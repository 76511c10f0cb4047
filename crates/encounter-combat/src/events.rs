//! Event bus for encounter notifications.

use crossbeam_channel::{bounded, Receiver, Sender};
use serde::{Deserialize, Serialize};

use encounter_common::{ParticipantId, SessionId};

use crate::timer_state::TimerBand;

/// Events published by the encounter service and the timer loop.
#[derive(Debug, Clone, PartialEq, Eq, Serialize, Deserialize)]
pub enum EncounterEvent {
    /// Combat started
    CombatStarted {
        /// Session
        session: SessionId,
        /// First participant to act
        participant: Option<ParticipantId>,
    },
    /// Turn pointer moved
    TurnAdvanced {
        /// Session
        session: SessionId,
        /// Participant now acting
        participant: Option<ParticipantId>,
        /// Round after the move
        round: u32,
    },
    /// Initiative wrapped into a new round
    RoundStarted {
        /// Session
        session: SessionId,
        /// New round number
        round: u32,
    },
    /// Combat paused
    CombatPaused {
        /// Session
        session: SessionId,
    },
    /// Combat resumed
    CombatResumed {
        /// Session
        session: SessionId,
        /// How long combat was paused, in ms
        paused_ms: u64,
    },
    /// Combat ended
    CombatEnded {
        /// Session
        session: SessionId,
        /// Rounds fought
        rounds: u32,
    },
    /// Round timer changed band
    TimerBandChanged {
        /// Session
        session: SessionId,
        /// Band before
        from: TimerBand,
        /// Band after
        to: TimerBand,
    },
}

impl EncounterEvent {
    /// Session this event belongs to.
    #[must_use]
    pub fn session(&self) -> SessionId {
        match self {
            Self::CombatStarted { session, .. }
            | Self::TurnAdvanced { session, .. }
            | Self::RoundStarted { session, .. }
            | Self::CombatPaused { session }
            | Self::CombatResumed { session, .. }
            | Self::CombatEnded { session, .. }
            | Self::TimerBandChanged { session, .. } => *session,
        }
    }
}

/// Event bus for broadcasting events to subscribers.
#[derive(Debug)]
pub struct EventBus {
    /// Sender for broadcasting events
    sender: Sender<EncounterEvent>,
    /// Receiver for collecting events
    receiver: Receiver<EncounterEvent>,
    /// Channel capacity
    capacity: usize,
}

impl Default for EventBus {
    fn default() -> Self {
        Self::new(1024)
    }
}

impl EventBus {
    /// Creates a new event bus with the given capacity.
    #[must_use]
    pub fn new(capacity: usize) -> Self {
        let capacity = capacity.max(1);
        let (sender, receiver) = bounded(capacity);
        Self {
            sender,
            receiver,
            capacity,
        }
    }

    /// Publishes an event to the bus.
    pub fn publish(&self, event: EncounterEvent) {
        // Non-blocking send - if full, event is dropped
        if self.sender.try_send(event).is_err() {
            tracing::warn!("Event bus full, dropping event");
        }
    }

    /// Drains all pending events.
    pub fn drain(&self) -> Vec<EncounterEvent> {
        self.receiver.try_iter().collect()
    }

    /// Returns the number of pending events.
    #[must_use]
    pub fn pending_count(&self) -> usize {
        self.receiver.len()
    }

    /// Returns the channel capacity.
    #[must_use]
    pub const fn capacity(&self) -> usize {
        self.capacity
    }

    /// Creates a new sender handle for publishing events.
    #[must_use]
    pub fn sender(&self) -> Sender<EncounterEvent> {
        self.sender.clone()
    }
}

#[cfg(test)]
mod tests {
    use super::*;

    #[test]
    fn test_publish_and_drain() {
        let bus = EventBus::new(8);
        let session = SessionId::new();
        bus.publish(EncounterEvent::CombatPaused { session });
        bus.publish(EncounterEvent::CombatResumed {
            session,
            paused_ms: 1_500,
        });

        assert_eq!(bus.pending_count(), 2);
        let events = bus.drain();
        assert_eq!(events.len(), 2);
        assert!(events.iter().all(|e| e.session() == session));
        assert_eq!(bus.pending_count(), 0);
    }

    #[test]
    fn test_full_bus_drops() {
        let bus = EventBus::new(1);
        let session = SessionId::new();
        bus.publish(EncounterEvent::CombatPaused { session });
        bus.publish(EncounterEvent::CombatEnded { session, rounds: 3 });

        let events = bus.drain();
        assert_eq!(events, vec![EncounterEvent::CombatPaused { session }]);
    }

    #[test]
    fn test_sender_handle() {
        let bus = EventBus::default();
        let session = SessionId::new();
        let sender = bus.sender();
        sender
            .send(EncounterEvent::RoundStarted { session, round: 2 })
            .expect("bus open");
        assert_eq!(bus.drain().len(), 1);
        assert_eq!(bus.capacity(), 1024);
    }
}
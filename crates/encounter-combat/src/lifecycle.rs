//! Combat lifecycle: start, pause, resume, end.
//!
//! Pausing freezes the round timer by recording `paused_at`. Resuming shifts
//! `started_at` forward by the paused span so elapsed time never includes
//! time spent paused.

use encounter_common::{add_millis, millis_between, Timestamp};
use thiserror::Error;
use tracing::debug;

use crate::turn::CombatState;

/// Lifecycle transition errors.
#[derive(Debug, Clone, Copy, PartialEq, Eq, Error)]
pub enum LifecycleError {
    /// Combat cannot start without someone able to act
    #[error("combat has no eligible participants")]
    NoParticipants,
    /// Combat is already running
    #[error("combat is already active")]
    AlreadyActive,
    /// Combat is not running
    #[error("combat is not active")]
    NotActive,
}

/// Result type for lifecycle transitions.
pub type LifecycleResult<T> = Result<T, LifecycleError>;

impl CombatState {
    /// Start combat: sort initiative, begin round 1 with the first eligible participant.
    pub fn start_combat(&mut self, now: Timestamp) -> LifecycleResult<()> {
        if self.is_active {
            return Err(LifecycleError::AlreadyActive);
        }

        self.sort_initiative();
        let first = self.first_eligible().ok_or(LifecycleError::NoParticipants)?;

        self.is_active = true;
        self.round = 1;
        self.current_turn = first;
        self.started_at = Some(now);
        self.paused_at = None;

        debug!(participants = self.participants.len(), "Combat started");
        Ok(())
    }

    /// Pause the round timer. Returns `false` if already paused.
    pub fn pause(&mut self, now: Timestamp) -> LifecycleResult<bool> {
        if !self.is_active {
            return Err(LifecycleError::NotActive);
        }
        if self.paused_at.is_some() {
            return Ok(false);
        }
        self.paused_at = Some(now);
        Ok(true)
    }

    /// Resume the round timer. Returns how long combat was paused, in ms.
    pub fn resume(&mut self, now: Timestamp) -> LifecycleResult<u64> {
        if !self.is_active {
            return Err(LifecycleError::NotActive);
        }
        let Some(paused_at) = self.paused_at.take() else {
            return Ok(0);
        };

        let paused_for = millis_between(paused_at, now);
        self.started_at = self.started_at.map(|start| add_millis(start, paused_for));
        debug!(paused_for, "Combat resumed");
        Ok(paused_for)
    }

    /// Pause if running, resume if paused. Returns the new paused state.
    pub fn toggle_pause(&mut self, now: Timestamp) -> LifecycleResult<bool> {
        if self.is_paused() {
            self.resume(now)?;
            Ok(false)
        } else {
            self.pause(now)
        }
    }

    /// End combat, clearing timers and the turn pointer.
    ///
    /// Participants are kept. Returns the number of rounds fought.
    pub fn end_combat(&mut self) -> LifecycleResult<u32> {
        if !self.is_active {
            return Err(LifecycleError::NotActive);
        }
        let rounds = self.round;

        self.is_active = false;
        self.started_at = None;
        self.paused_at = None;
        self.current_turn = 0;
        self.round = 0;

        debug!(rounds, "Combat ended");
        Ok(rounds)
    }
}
..........
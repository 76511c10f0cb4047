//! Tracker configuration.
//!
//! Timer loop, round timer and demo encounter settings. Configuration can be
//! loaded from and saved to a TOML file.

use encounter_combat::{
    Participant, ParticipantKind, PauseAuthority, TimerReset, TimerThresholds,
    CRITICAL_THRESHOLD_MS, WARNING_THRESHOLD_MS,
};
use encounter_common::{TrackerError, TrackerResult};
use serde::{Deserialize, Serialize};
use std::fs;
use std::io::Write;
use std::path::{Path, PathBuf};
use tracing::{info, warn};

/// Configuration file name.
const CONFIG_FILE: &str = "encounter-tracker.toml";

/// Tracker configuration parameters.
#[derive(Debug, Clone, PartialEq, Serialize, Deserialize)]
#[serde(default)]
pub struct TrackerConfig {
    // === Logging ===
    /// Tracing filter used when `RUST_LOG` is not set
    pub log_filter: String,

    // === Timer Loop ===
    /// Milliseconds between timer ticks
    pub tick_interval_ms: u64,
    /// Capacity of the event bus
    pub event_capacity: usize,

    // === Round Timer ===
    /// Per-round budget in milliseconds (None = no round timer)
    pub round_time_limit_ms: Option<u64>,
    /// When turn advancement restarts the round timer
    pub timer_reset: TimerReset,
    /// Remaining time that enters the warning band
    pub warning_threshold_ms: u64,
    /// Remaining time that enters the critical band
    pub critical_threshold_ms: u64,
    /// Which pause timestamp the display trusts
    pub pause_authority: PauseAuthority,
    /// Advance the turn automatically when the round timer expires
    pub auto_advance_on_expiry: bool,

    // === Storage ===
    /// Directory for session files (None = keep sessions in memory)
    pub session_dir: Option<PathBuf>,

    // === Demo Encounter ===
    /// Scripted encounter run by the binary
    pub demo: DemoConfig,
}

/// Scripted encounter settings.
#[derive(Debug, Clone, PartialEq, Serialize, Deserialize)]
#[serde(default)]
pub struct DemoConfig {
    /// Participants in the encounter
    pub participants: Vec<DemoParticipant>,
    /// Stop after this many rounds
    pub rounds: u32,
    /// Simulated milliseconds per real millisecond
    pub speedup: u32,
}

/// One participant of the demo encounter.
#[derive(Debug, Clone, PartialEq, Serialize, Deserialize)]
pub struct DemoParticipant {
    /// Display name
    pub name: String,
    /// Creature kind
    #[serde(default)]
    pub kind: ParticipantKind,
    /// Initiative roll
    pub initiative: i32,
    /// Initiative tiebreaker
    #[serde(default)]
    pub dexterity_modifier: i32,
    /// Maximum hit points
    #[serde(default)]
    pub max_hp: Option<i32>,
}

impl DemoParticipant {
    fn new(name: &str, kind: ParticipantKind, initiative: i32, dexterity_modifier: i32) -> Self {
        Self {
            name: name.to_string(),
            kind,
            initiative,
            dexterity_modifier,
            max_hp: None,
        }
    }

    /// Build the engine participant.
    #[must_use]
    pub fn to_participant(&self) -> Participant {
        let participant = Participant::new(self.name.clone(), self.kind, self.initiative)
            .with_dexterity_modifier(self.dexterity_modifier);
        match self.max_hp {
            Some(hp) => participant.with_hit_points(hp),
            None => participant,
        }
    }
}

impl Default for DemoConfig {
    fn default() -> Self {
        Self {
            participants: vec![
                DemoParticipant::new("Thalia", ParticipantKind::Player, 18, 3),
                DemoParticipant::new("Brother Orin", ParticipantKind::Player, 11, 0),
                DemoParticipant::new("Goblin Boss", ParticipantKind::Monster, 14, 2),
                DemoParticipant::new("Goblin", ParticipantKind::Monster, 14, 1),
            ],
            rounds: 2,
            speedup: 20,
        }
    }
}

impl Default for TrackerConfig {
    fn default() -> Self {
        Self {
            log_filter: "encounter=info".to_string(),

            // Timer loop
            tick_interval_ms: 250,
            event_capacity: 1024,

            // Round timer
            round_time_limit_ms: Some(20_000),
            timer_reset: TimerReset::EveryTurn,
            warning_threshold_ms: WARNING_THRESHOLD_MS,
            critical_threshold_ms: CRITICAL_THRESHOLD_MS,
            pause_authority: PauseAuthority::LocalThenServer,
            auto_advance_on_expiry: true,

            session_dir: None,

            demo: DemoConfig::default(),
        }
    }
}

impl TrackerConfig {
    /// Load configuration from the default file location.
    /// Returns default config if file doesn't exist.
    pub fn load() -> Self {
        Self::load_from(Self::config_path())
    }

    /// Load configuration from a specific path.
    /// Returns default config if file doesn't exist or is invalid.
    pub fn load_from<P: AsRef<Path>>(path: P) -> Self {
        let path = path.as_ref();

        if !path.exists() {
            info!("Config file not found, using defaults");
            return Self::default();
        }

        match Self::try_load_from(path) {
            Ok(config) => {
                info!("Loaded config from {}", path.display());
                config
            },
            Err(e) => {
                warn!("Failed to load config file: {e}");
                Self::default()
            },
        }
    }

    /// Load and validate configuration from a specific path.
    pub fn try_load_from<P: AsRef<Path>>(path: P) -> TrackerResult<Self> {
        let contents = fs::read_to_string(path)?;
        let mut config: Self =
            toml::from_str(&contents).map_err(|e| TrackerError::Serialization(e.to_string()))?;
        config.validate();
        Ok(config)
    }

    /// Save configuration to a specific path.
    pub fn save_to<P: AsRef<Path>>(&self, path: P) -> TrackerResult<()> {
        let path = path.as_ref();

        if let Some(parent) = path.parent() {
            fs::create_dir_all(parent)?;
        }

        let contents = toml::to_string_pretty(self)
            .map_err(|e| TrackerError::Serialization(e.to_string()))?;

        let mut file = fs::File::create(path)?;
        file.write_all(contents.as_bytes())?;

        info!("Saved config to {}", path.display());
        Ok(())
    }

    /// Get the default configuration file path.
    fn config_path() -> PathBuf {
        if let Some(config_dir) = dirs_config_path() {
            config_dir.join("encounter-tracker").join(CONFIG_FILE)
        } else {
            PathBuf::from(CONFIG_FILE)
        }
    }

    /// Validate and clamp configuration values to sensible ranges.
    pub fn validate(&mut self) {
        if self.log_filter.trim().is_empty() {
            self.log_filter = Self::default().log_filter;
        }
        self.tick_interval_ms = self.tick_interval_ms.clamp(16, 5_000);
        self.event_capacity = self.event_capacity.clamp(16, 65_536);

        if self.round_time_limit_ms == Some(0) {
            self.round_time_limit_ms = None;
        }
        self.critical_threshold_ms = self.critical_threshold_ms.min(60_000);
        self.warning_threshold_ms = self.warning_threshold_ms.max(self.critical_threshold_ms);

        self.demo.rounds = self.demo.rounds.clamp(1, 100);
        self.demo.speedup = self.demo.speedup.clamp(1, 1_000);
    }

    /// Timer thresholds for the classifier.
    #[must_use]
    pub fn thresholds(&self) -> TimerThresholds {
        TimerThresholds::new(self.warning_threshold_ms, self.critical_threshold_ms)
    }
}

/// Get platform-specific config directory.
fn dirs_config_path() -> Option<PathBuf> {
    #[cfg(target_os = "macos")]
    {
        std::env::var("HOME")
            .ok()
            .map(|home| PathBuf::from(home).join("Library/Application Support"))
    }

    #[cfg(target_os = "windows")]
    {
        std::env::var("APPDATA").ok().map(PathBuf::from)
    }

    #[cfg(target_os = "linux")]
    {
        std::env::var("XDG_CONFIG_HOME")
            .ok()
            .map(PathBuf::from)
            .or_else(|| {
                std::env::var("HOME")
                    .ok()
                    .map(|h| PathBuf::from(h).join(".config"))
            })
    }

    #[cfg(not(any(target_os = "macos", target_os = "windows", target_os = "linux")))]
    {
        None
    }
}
..........
__Directions for this task__:
Report how many lines in the listing above contain the string "impl", giving the number alone.

__Response to this exercise__:
8